Information provided:
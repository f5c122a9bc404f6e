/// What lies beyond the edges of the board.
#[derive(Debug, Clone, Copy, PartialEq, Eq)]
pub enum Topology {
  /// Edges connect to the opposite edge (a torus).
  Wrapped,
  /// Cells beyond the edges are permanently dead.
  Closed,
}

impl Default for Topology {
  fn default() -> Self {
    Topology::Wrapped
  }
}

impl Topology {
  /// Maps a signed index onto `[0, len)`, or `None` if the cell is dead.
  #[inline]
  pub fn resolve(self, index: isize, len: usize) -> Option<usize> {
    let len = len as isize;
    match self {
      Topology::Wrapped => Some(index.rem_euclid(len) as usize),
      Topology::Closed => {
        if index >= 0 && index < len {
          Some(index as usize)
        } else {
          None
        }
      }
    }
  }
}
use regex::Regex;
use crate::error::{Error, Result};

/// A pattern decoded from RLE, as `(row, col)` pairs of live cells.
#[derive(Debug, Clone, PartialEq, Eq)]
pub struct Pattern {
  pub width: u32,
  pub height: u32,
  pub cells: Vec<(u32, u32)>,
}

/// Read a Life pattern from a RLE string.
///
/// RLE format: <https://www.conwaylife.com/wiki/Run_Length_Encoded>.
pub fn read(src: impl AsRef<str>) -> Result<Pattern> {
  let header_re = Regex::new(
    r"^x\s*=\s*(\d+)\s*,\s*y\s*=\s*(\d+)\s*(?:,\s*rule\s*=\s*(\S+)\s*)?$")?;

  let mut lines = src.as_ref()
    .lines()
    .map(str::trim)
    .filter(|line| !line.is_empty() && !line.starts_with('#'));

  let header = lines.next().ok_or(Error::UnexpectedEof)?;
  let caps = header_re.captures(header)
    .ok_or_else(|| Error::InvalidHeader(header.to_owned()))?;
  let width = caps[1].parse()
    .map_err(|_| Error::InvalidHeader(header.to_owned()))?;
  let height = caps[2].parse()
    .map_err(|_| Error::InvalidHeader(header.to_owned()))?;
  if let Some(rule) = caps.get(3) {
    let rule = rule.as_str();
    if !rule.eq_ignore_ascii_case("B3/S23") && rule != "23/3" {
      return Err(Error::UnsupportedRule(rule.to_owned()));
    }
  }

  let mut cells = vec![];
  let mut x = 0u32;
  let mut y = 0u32;
  let mut num: Option<u32> = None;
  for c in lines.flat_map(str::chars) {
    if let Some(d) = c.to_digit(10) {
      num = Some(num.unwrap_or(0).saturating_mul(10).saturating_add(d));
      continue;
    }

    let n = num.take().unwrap_or(1);
    let outside = |row: u32, col: u32| Error::OutsideHeader { row, col, width, height };
    match c {
      'b' => {
        x = x.checked_add(n).ok_or_else(|| outside(y, u32::MAX))?;
      }
      'o' if n == 0 => {}
      'o' => {
        let end = x.checked_add(n)
          .filter(|&end| end <= width && y < height)
          .ok_or_else(|| outside(y, x.saturating_add(n - 1)))?;
        cells.extend((x..end).map(|col| (y, col)));
        x = end;
      }
      '$' => {
        x = 0;
        y = y.checked_add(n).ok_or_else(|| outside(u32::MAX, 0))?;
      }
      '!' => {
        return Ok(Pattern { width, height, cells });
      }
      c if c.is_whitespace() => {}
      c => {
        return Err(Error::UnexpectedChar(c));
      }
    }
  }

  Err(Error::UnexpectedEof)
}
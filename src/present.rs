//! Turning the live rows into something to look at.

use algo::{Conway, Row};
use image::{GrayImage, ImageBuffer, Luma};
use itertools::Itertools;

/// What a presenter gets after each generation.
#[derive(Debug, Clone, Copy)]
pub struct Frame<'a, T> {
  pub rows: &'a [T],
  pub generation: u32,
  pub population: u32,
  pub staleness: u32,
}

impl<'a, T: Row> Frame<'a, T> {
  pub fn of(conway: &'a Conway<'_, T>) -> Self {
    Self {
      rows: conway.live_rows(),
      generation: conway.generation(),
      population: conway.population(),
      staleness: conway.staleness(),
    }
  }
}

pub trait Presenter<T: Row> {
  type Output;

  fn present(&mut self, frame: &Frame<'_, T>) -> Self::Output;
}

/// One line per row, column 0 first.
#[derive(Debug, Clone)]
pub struct TextPresenter {
  pub alive: char,
  pub dead: char,
  /// Prefix the board with a line of counters.
  pub header: bool,
}

impl Default for TextPresenter {
  fn default() -> Self {
    Self { alive: '#', dead: '.', header: false }
  }
}

impl<T: Row> Presenter<T> for TextPresenter {
  type Output = String;

  fn present(&mut self, frame: &Frame<'_, T>) -> String {
    let board = frame.rows.iter()
      .map(|row| {
        (0..T::BITS)
          .map(|col| if row.bit(col) { self.alive } else { self.dead })
          .collect::<String>()
      })
      .join("\n");

    if self.header {
      format!("generation {} population {} staleness {}\n{}",
        frame.generation, frame.population, frame.staleness, board)
    } else {
      board
    }
  }
}

/// A grayscale image with `scale` x `scale` pixels per cell.
#[derive(Debug, Clone, Copy)]
pub struct ImagePresenter {
  pub scale: u32,
}

impl<T: Row> Presenter<T> for ImagePresenter {
  type Output = GrayImage;

  fn present(&mut self, frame: &Frame<'_, T>) -> GrayImage {
    let scale = self.scale.max(1);
    let width = T::BITS * scale;
    let height = frame.rows.len() as u32 * scale;
    ImageBuffer::from_fn(width, height, |x, y| {
      let alive = frame.rows[(y / scale) as usize].bit(x / scale);
      Luma([if alive { 255 } else { 0 }])
    })
  }
}

/// Splits the board into 8x8 tiles for a chain of LED matrix drivers.
///
/// Tiles come row of tiles first. Byte `k` of tile `(r, c)` is byte `c` of
/// row `8 * r + k`, so each byte drives one line of a matrix. Trailing rows
/// that do not fill a whole tile are not shown.
pub fn led_blocks<T: Row>(rows: &[T]) -> Vec<[u8; 8]> {
  rows.chunks_exact(8)
    .flat_map(|tile| {
      (0..T::BITS / 8).map(move |c| {
        let mut block = [0u8; 8];
        for (k, row) in tile.iter().enumerate() {
          block[k] = row.byte(c);
        }
        block
      })
    })
    .collect()
}

#[derive(Debug, Clone, Copy, Default)]
pub struct LedPresenter;

impl<T: Row> Presenter<T> for LedPresenter {
  type Output = Vec<[u8; 8]>;

  fn present(&mut self, frame: &Frame<'_, T>) -> Vec<[u8; 8]> {
    led_blocks(frame.rows)
  }
}
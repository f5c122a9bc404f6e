//! Host side of the packed-row Game of Life: seeding, presenting and the run
//! loop around the [`algo`] engine.

pub mod driver;
pub mod error;
pub mod patterns;
pub mod present;
pub mod rle;
pub mod seed;

pub use algo;
pub use error::{Error, Result};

What you need to do:
From the first line to the last, output the records word for word.

Solution to this exercise:
repository f5c122a9bc404f6e
/// What lies beyond the edges of the board.
#[derive(Debug, Clone, Copy, PartialEq, Eq)]
pub enum Topology {
  /// Edges connect to the opposite edge (a torus).
  Wrapped,
  /// Cells beyond the edges are permanently dead.
  Closed,
}

impl Default for Topology {
  fn default() -> Self {
    Topology::Wrapped
  }
}

impl Topology {
  /// Maps a signed index onto `[0, len)`, or `None` if the cell is dead.
  #[inline]
  pub fn resolve(self, index: isize, len: usize) -> Option<usize> {
    let len = len as isize;
    match self {
      Topology::Wrapped => Some(index.rem_euclid(len) as usize),
      Topology::Closed => {
        if index >= 0 && index < len {
          Some(index as usize)
        } else {
          None
        }
      }
    }
  }
}
use regex::Regex;
use crate::error::{Error, Result};

/// A pattern decoded from RLE, as `(row, col)` pairs of live cells.
#[derive(Debug, Clone, PartialEq, Eq)]
pub struct Pattern {
  pub width: u32,
  pub height: u32,
  pub cells: Vec<(u32, u32)>,
}

/// Read a Life pattern from a RLE string.
///
/// RLE format: <https://www.conwaylife.com/wiki/Run_Length_Encoded>.
pub fn read(src: impl AsRef<str>) -> Result<Pattern> {
  let header_re = Regex::new(
    r"^x\s*=\s*(\d+)\s*,\s*y\s*=\s*(\d+)\s*(?:,\s*rule\s*=\s*(\S+)\s*)?$")?;

  let mut lines = src.as_ref()
    .lines()
    .map(str::trim)
    .filter(|line| !line.is_empty() && !line.starts_with('#'));

  let header = lines.next().ok_or(Error::UnexpectedEof)?;
  let caps = header_re.captures(header)
    .ok_or_else(|| Error::InvalidHeader(header.to_owned()))?;
  let width = caps[1].parse()
    .map_err(|_| Error::InvalidHeader(header.to_owned()))?;
  let height = caps[2].parse()
    .map_err(|_| Error::InvalidHeader(header.to_owned()))?;
  if let Some(rule) = caps.get(3) {
    let rule = rule.as_str();
    if !rule.eq_ignore_ascii_case("B3/S23") && rule != "23/3" {
      return Err(Error::UnsupportedRule(rule.to_owned()));
    }
  }

  let mut cells = vec![];
  let mut x = 0u32;
  let mut y = 0u32;
  let mut num: Option<u32> = None;
  for c in lines.flat_map(str::chars) {
    if let Some(d) = c.to_digit(10) {
      num = Some(num.unwrap_or(0).saturating_mul(10).saturating_add(d));
      continue;
    }

    let n = num.take().unwrap_or(1);
    let outside = |row: u32, col: u32| Error::OutsideHeader { row, col, width, height };
    match c {
      'b' => {
        x = x.checked_add(n).ok_or_else(|| outside(y, u32::MAX))?;
      }
      'o' if n == 0 => {}
      'o' => {
        let end = x.checked_add(n)
          .filter(|&end| end <= width && y < height)
          .ok_or_else(|| outside(y, x.saturating_add(n - 1)))?;
        cells.extend((x..end).map(|col| (y, col)));
        x = end;
      }
      '$' => {
        x = 0;
        y = y.checked_add(n).ok_or_else(|| outside(u32::MAX, 0))?;
      }
      '!' => {
        return Ok(Pattern { width, height, cells });
      }
      c if c.is_whitespace() => {}
      c => {
        return Err(Error::UnexpectedChar(c));
      }
    }
  }

  Err(Error::UnexpectedEof)
}
filename src/present.rs
//! Turning the live rows into something to look at.

use algo::{Conway, Row};
use image::{GrayImage, ImageBuffer, Luma};
use itertools::Itertools;

/// What a presenter gets after each generation.
#[derive(Debug, Clone, Copy)]
pub struct Frame<'a, T> {
  pub rows: &'a [T],
  pub generation: u32,
  pub population: u32,
  pub staleness: u32,
}

impl<'a, T: Row> Frame<'a, T> {
  pub fn of(conway: &'a Conway<'_, T>) -> Self {
    Self {
      rows: conway.live_rows(),
      generation: conway.generation(),
      population: conway.population(),
      staleness: conway.staleness(),
    }
  }
}

pub trait Presenter<T: Row> {
  type Output;

  fn present(&mut self, frame: &Frame<'_, T>) -> Self::Output;
}

/// One line per row, column 0 first.
#[derive(Debug, Clone)]
pub struct TextPresenter {
  pub alive: char,
  pub dead: char,
  /// Prefix the board with a line of counters.
  pub header: bool,
}

impl Default for TextPresenter {
  fn default() -> Self {
    Self { alive: '#', dead: '.', header: false }
  }
}

impl<T: Row> Presenter<T> for TextPresenter {
  type Output = String;

  fn present(&mut self, frame: &Frame<'_, T>) -> String {
    let board = frame.rows.iter()
      .map(|row| {
        (0..T::BITS)
          .map(|col| if row.bit(col) { self.alive } else { self.dead })
          .collect::<String>()
      })
      .join("\n");

    if self.header {
      format!("generation {} population {} staleness {}\n{}",
        frame.generation, frame.population, frame.staleness, board)
    } else {
      board
    }
  }
}

/// A grayscale image with `scale` x `scale` pixels per cell.
#[derive(Debug, Clone, Copy)]
pub struct ImagePresenter {
  pub scale: u32,
}

impl<T: Row> Presenter<T> for ImagePresenter {
  type Output = GrayImage;

  fn present(&mut self, frame: &Frame<'_, T>) -> GrayImage {
    let scale = self.scale.max(1);
    let width = T::BITS * scale;
    let height = frame.rows.len() as u32 * scale;
    ImageBuffer::from_fn(width, height, |x, y| {
      let alive = frame.rows[(y / scale) as usize].bit(x / scale);
      Luma([if alive { 255 } else { 0 }])
    })
  }
}

/// Splits the board into 8x8 tiles for a chain of LED matrix drivers.
///
/// Tiles come row of tiles first. Byte `k` of tile `(r, c)` is byte `c` of
/// row `8 * r + k`, so each byte drives one line of a matrix. Trailing rows
/// that do not fill a whole tile are not shown.
pub fn led_blocks<T: Row>(rows: &[T]) -> Vec<[u8; 8]> {
  rows.chunks_exact(8)
    .flat_map(|tile| {
      (0..T::BITS / 8).map(move |c| {
        let mut block = [0u8; 8];
        for (k, row) in tile.iter().enumerate() {
          block[k] = row.byte(c);
        }
        block
      })
    })
    .collect()
}

#[derive(Debug, Clone, Copy, Default)]
pub struct LedPresenter;

impl<T: Row> Presenter<T> for LedPresenter {
  type Output = Vec<[u8; 8]>;

  fn present(&mut self, frame: &Frame<'_, T>) -> Vec<[u8; 8]> {
    led_blocks(frame.rows)
  }
}
repository f5c122a9bc404f6e
//! Host side of the packed-row Game of Life: seeding, presenting and the run
//! loop around the [`algo`] engine.

pub mod driver;
pub mod error;
pub mod patterns;
pub mod present;
pub mod rle;
pub mod seed;

pub use algo;
pub use error::{Error, Result};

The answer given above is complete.